FASSBENDER: I was doing Macbeth and Derek came to visit. The script really got me in a primal place, just hit me emotionall­y. It seemed like a very old-school film, and that felt very refreshing.

VIKANDER: I admired Michael for being one of the most brave actors I had seen. And when I knew that he was involved in this, and with Derek, whose previous films [such as Blue Valentine (2010)] I’d loved, that was it even more. It was a script that made me cry. But the people are always what draw me most to a film.

The lighthouse setting is otherworld­ly. Where is that?

FASSBENDER: It was Cape Campbell, outside Blenheim in New Zealand. A peninsula, much to Derek’s dismay. He almost wasn’t going to pick it because it wasn’t an island. I was like, “Dude, it’s not going to get any better than this — this is amazing.” He was like, “But it’s not an island.” Small compromise­s.

VIKANDER: I felt like I was in Jurassic Park. It’s that kind of nature that looks morphed and bigger than anything I’d seen. We camped there and had dinners in the evenings.

James Kent, the director of ‘Testament of Youth’ (2014), said no one does tragedy like Alicia Vikander. What’s your secret?

VIKANDER: You need to have an extremely supportive director and co-actors you can play with and you can search with and you can dare to try new things with.

It was the first day of work, and we were going to do a scene again, and Michael said, “Give me some reason. Give me a new idea. Just give me anything, whatever it is.” That showed him to be an actor who was so willing to be involved and work together.

The scenes of Isabel’s two miscarriag­es are harrowing. How difficult were they to portray?

VIKANDER: I was quite terrified, but Michael allowed me the possibilit­y to “lose it” a bit. It’s a very primal thing and, as a woman who hasn’t had children, this is the one time I feel like a real fraud.

Tom and Isabel seem the perfect example of good people who do a bad thing. And yet we sympathise. What’s your take?

VIKANDER: When I look back at emotional situations in my life, I probably reacted in ways that surprised me. Keeping a baby, like Isabel does, is of course considered morally wrong, and I felt that. Then I got in the head of someone trying to do good and wanting to just give love to a child, and I understood how she ended up where she went.

FASSBENDER: I would like to think I would go down more Tom’s route, to go through the correct procedures, but it’s just too easy to say.
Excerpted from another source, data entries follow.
//! Minimal Anthropic Claude API client.
//!
//! Text-only, non-streaming completions against the Messages API: a
//! conversation goes in, one block of text comes out. Rate-limit and
//! overload responses are retried with exponential backoff.

use reqwest::StatusCode;
use serde::{Deserialize, Serialize};
use std::time::Duration;
use thiserror::Error;
use tracing::{debug, warn};

pub const DEFAULT_BASE_URL: &str = "https://api.anthropic.com/v1";
pub const DEFAULT_MODEL: &str = "claude-sonnet-4-20250514";
const API_VERSION: &str = "2023-06-01";

#[derive(Debug, Error)]
pub enum Error {
    #[error("ANTHROPIC_API_KEY is not set")]
    NoApiKey,

    #[error("Network error: {0}")]
    Network(#[from] reqwest::Error),

    #[error("API error {status} ({kind}): {message}")]
    Api {
        status: u16,
        kind: String,
        message: String,
    },

    #[error("Failed to parse response: {0}")]
    Parse(String),

    #[error("Invalid request: {0}")]
    InvalidRequest(&'static str),
}

impl Error {
    /// Worth another attempt: rate limits, overload and server errors.
    pub fn is_retryable(&self) -> bool {
        match self {
            Error::Api { status, .. } => *status == 429 || *status == 529 || *status >= 500,
            Error::Network(e) => e.is_timeout() || e.is_connect(),
            _ => false,
        }
    }
}

/// Claude API client.
#[derive(Clone)]
pub struct Claude {
    http: reqwest::Client,
    api_key: String,
    model: String,
    base_url: String,
    max_retries: u32,
}

impl std::fmt::Debug for Claude {
    fn fmt(&self, f: &mut std::fmt::Formatter<'_>) -> std::fmt::Result {
        f.debug_struct("Claude")
            .field("model", &self.model)
            .field("base_url", &self.base_url)
            .field("max_retries", &self.max_retries)
            .finish_non_exhaustive()
    }
}

impl Claude {
    pub fn new(api_key: impl Into<String>) -> Self {
        let http = reqwest::Client::builder()
            .timeout(Duration::from_secs(120))
            .connect_timeout(Duration::from_secs(30))
            .build()
            .unwrap_or_default();

        Self {
            http,
            api_key: api_key.into(),
            model: DEFAULT_MODEL.to_string(),
            base_url: DEFAULT_BASE_URL.to_string(),
            max_retries: 2,
        }
    }

    /// Client keyed by `ANTHROPIC_API_KEY`. A blank key counts as missing.
    pub fn from_env() -> Result<Self, Error> {
        match std::env::var("ANTHROPIC_API_KEY") {
            Ok(key) if !key.trim().is_empty() => Ok(Self::new(key.trim())),
            _ => Err(Error::NoApiKey),
        }
    }

    pub fn with_model(mut self, model: impl Into<String>) -> Self {
        self.model = model.into();
        self
    }

    /// Point at a proxy or compatible endpoint. Trailing slashes are ignored.
    pub fn with_base_url(mut self, url: impl Into<String>) -> Self {
        self.base_url = url.into().trim_end_matches('/').to_string();
        self
    }

    pub fn with_max_retries(mut self, retries: u32) -> Self {
        self.max_retries = retries;
        self
    }

    pub fn model(&self) -> &str {
        &self.model
    }

    /// Send a completion request, retrying transient failures.
    pub async fn complete(&self, request: Request) -> Result<Response, Error> {
        request.validate()?;
        let body = WireRequest::new(&request, &self.model);

        let mut attempt = 0;
        loop {
            match self.send(&body).await {
                Err(e) if e.is_retryable() && attempt < self.max_retries => {
                    let delay = Duration::from_millis(500 * 2u64.pow(attempt));
                    warn!(error = %e, attempt, ?delay, "Retrying Claude request");
                    tokio::time::sleep(delay).await;
                    attempt += 1;
                }
                result => return result,
            }
        }
    }

    async fn send(&self, body: &WireRequest<'_>) -> Result<Response, Error> {
        let response = self
            .http
            .post(format!("{}/messages", self.base_url))
            .header("x-api-key", &self.api_key)
            .header("anthropic-version", API_VERSION)
            .json(body)
            .send()
            .await?;

        let status = response.status();
        let bytes = response.bytes().await?;
        if !status.is_success() {
            return Err(api_error(status, &bytes));
        }

        let wire: WireResponse =
            serde_json::from_slice(&bytes).map_err(|e| Error::Parse(e.to_string()))?;
        let response = Response::from(wire);
        debug!(
            id = %response.id,
            stop_reason = ?response.stop_reason,
            output_tokens = response.usage.output_tokens,
            "Claude response"
        );
        Ok(response)
    }
}

/// Error bodies look like `{"type":"error","error":{"type":..,"message":..}}`.
fn api_error(status: StatusCode, body: &[u8]) -> Error {
    #[derive(Deserialize)]
    struct Envelope {
        error: Detail,
    }
    #[derive(Deserialize)]
    struct Detail {
        #[serde(rename = "type")]
        kind: String,
        message: String,
    }

    match serde_json::from_slice::<Envelope>(body) {
        Ok(envelope) => Error::Api {
            status: status.as_u16(),
            kind: envelope.error.kind,
            message: envelope.error.message,
        },
        Err(_) => Error::Api {
            status: status.as_u16(),
            kind: "unknown".to_string(),
            message: String::from_utf8_lossy(body).into_owned(),
        },
    }
}

// ============================================================================
// Public types
// ============================================================================

/// A completion request.
#[derive(Debug, Clone, PartialEq)]
pub struct Request {
    pub model: Option<String>,
    pub max_tokens: usize,
    pub system: Option<String>,
    pub messages: Vec<Message>,
    pub temperature: Option<f32>,
    pub top_p: Option<f32>,
}

impl Request {
    pub fn new(messages: Vec<Message>) -> Self {
        Self {
            model: None,
            max_tokens: 2048,
            system: None,
            messages,
            temperature: None,
            top_p: None,
        }
    }

    pub fn with_model(mut self, model: impl Into<String>) -> Self {
        self.model = Some(model.into());
        self
    }

    pub fn with_max_tokens(mut self, max_tokens: usize) -> Self {
        self.max_tokens = max_tokens;
        self
    }

    pub fn with_system(mut self, system: impl Into<String>) -> Self {
        self.system = Some(system.into());
        self
    }

    pub fn with_temperature(mut self, temperature: f32) -> Self {
        self.temperature = Some(temperature);
        self
    }

    pub fn with_top_p(mut self, top_p: f32) -> Self {
        self.top_p = Some(top_p);
        self
    }

    /// The API rejects empty conversations and ones opening with the
    /// assistant; catch both before the round trip.
    pub fn validate(&self) -> Result<(), Error> {
        match self.messages.first() {
            None => Err(Error::InvalidRequest("conversation is empty")),
            Some(m) if m.role != Role::User => {
                Err(Error::InvalidRequest("conversation must start with a user message"))
            }
            Some(_) if self.max_tokens == 0 => Err(Error::InvalidRequest("max_tokens must be positive")),
            Some(_) => Ok(()),
        }
    }
}

/// One turn of the conversation.
#[derive(Debug, Clone, PartialEq, Eq, Serialize, Deserialize)]
pub struct Message {
    pub role: Role,
    pub text: String,
}

impl Message {
    pub fn user(text: impl Into<String>) -> Self {
        Self {
            role: Role::User,
            text: text.into(),
        }
    }

    pub fn assistant(text: impl Into<String>) -> Self {
        Self {
            role: Role::Assistant,
            text: text.into(),
        }
    }
}

#[derive(Debug, Clone, Copy, PartialEq, Eq, Serialize, Deserialize)]
#[serde(rename_all = "snake_case")]
pub enum Role {
    User,
    Assistant,
}

#[derive(Debug, Clone, PartialEq, Eq)]
pub struct Response {
    pub id: String,
    pub model: String,
    /// All text blocks joined together.
    pub text: String,
    pub stop_reason: StopReason,
    pub usage: Usage,
}

#[derive(Debug, Clone, Copy, PartialEq, Eq)]
pub enum StopReason {
    EndTurn,
    MaxTokens,
    StopSequence,
    Other,
}

#[derive(Debug, Clone, Copy, Default, PartialEq, Eq, Deserialize)]
pub struct Usage {
    pub input_tokens: usize,
    pub output_tokens: usize,
}

// ============================================================================
// Wire format
// ============================================================================

#[derive(Debug, Serialize)]
struct WireRequest<'a> {
    model: &'a str,
    max_tokens: usize,
    #[serde(skip_serializing_if = "Option::is_none")]
    system: Option<&'a str>,
    messages: Vec<WireMessage<'a>>,
    #[serde(skip_serializing_if = "Option::is_none")]
    temperature: Option<f32>,
    #[serde(skip_serializing_if = "Option::is_none")]
    top_p: Option<f32>,
}

impl<'a> WireRequest<'a> {
    fn new(request: &'a Request, default_model: &'a str) -> Self {
        Self {
            model: request.model.as_deref().unwrap_or(default_model),
            max_tokens: request.max_tokens,
            system: request.system.as_deref(),
            messages: request
                .messages
                .iter()
                .map(|m| WireMessage {
                    role: m.role,
                    content: &m.text,
                })
                .collect(),
            temperature: request.temperature,
            top_p: request.top_p,
        }
    }
}

#[derive(Debug, Serialize)]
struct WireMessage<'a> {
    role: Role,
    content: &'a str,
}

#[derive(Debug, Deserialize)]
struct WireResponse {
    id: String,
    model: String,
    content: Vec<WireBlock>,
    stop_reason: Option<String>,
    #[serde(default)]
    usage: Usage,
}

#[derive(Debug, Deserialize)]
#[serde(tag = "type", rename_all = "snake_case")]
enum WireBlock {
    Text {
        text: String,
    },
    #[serde(other)]
    Ignored,
}

impl From<WireResponse> for Response {
    fn from(wire: WireResponse) -> Self {
        let text = wire
            .content
            .into_iter()
            .filter_map(|block| match block {
                WireBlock::Text { text } => Some(text),
                WireBlock::Ignored => None,
            })
            .collect();

        let stop_reason = match wire.stop_reason.as_deref() {
            Some("end_turn") | None => StopReason::EndTurn,
            Some("max_tokens") => StopReason::MaxTokens,
            Some("stop_sequence") => StopReason::StopSequence,
            Some(_) => StopReason::Other,
        };

        Response {
            id: wire.id,
            model: wire.model,
            text,
            stop_reason,
            usage: wire.usage,
        }
    }
}

#[cfg(test)]
mod tests {
    use super::*;

    #[test]
    fn test_client_builders() {
        let client = Claude::new("test-key")
            .with_model("claude-3-opus")
            .with_base_url("http://localhost:8080/v1/")
            .with_max_retries(0);
        assert_eq!(client.model(), "claude-3-opus");
        assert_eq!(client.base_url, "http://localhost:8080/v1");
        assert!(!format!("{client:?}").contains("test-key"));
    }

    #[test]
    fn test_request_validation() {
        assert!(matches!(
            Request::new(Vec::new()).validate(),
            Err(Error::InvalidRequest(_))
        ));
        assert!(matches!(
            Request::new(vec![Message::assistant("Hi")]).validate(),
            Err(Error::InvalidRequest(_))
        ));
        assert!(matches!(
            Request::new(vec![Message::user("Hi")]).with_max_tokens(0).validate(),
            Err(Error::InvalidRequest(_))
        ));
        assert!(Request::new(vec![Message::user("Hi")]).validate().is_ok());
    }

    #[test]
    fn test_wire_request_shape() {
        let request = Request::new(vec![Message::user("Hi"), Message::assistant("Hello")])
            .with_max_tokens(512)
            .with_top_p(0.9);
        let json = serde_json::to_value(WireRequest::new(&request, DEFAULT_MODEL)).unwrap();

        assert_eq!(json["model"], DEFAULT_MODEL);
        assert_eq!(json["max_tokens"], 512);
        assert_eq!(json["messages"][0]["role"], "user");
        assert_eq!(json["messages"][1]["role"], "assistant");
        assert_eq!(json["messages"][1]["content"], "Hello");
        assert!(json.get("system").is_none());
        assert!(json.get("temperature").is_none());
    }

    #[test]
    fn test_response_joins_text_blocks() {
        let raw = r#"{
            "id": "msg_1",
            "model": "m",
            "content": [
                {"type": "text", "text": "The door "},
                {"type": "thinking", "thinking": "hmm"},
                {"type": "text", "text": "creaks open."}
            ],
            "stop_reason": "max_tokens",
            "usage": {"input_tokens": 3, "output_tokens": 4}
        }"#;
        let response = Response::from(serde_json::from_str::<WireResponse>(raw).unwrap());

        assert_eq!(response.text, "The door creaks open.");
        assert_eq!(response.stop_reason, StopReason::MaxTokens);
        assert_eq!(response.usage.output_tokens, 4);
    }

    #[test]
    fn test_api_error_parsing() {
        let body = br#"{"type":"error","error":{"type":"overloaded_error","message":"Overloaded"}}"#;
        let err = api_error(StatusCode::from_u16(529).unwrap(), body);
        assert!(matches!(&err, Error::Api { kind, .. } if kind == "overloaded_error"));
        assert!(err.is_retryable());

        let err = api_error(StatusCode::BAD_REQUEST, b"not json");
        assert!(matches!(&err, Error::Api { status: 400, kind, .. } if kind == "unknown"));
        assert!(!err.is_retryable());
    }
}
It’s like the classic thing of people saying in hindsight, after the era of slavery, “Well, I wouldn’t be one of those white people that had slaves on the property,” or black people would say, “Well, I’d be one of the slaves that revolted against the master.” It’s impossible to say because you try to survive in whatever circumstan­ces you’re in at the time. It’s always easier to say from the other side of the fence looking in.

Whose idea was it to shave off Tom’s moustache?

FASSBENDER: I just had this idea that Isabel might have said, “Oh, get rid of that old moustache, it scratches me.” It was a sign of people making little changes to exist together.

VIKANDER: And also a moment that signifies them having a fresh start, to being clean. And it’s a wonderful thing that she physically is the one to take it off.

It takes guts to let someone other than a barber go after your face with a straighted­ge.

VIKANDER: Derek asked me, “So we’ve got this idea, and everyone says that it’s dangerous and that you can’t do it. Do you want to do it?” I said, “Yeah.” He said, “Can you do it?” Then I started to really freak out because that thing is just a blade and I’d never shaved a man before.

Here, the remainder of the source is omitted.